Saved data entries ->
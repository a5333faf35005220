pub mod coordinator;
pub mod elements;
pub mod palette;

pub use coordinator::{ColorAssignment, ColorCoordinator, ColorSettings, PhraseGroup};
pub use elements::{colored_elements, ColoredElement, Side};
pub use palette::{Color, ColorScheme, ACCESSIBLE_UNALIGNED_COLOR, PALETTE_LEN, UNALIGNED_COLOR};
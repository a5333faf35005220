pub mod cache;
pub mod grouping;
pub mod path;
pub mod similarity;
pub mod tokenization;
use thiserror::Error;

/// Failures surfaced by engine construction, preference storage and translation
/// providers. Alignment itself never fails; malformed tokens degrade instead.
#[derive(Debug, Error)]
pub enum AlignmentError {
    /// Reading a config, dictionary or settings file.
    #[error("I/O error while {context}: {source}")]
    Io {
        context: &'static str,
        #[source]
        source: std::io::Error,
    },
    /// A config, dictionary, settings or provider payload that is not valid JSON.
    #[error("JSON error while {context}: {source}")]
    Json {
        context: &'static str,
        #[source]
        source: serde_json::Error,
    },
    /// Raised by a translation provider; `context` names the provider stage.
    #[error("{context} failed: {message}")]
    Runtime {
        context: &'static str,
        message: String,
    },
    /// Well-formed input with an unusable value, such as an unknown color scheme
    /// or a zero cache capacity.
    #[error("invalid {context}: {message}")]
    InvalidInput {
        context: &'static str,
        message: String,
    },
}

impl AlignmentError {
    pub(crate) fn io(context: &'static str, source: std::io::Error) -> Self {
        Self::Io { context, source }
    }

    pub(crate) fn json(context: &'static str, source: serde_json::Error) -> Self {
        Self::Json { context, source }
    }

    pub fn runtime(context: &'static str, err: impl std::fmt::Display) -> Self {
        Self::Runtime {
            context,
            message: err.to_string(),
        }
    }

    pub(crate) fn invalid_input(context: &'static str, message: impl Into<String>) -> Self {
        Self::InvalidInput {
            context,
            message: message.into(),
        }
    }
}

What you need to do -> Go through the entries above and report each line with the string "crate" in it.

Response area ->
    pub(crate) fn io(context: &'static str, source: std::io::Error) -> Self {
    pub(crate) fn json(context: &'static str, source: serde_json::Error) -> Self {
    pub(crate) fn invalid_input(context: &'static str, message: impl Into<String>) -> Self {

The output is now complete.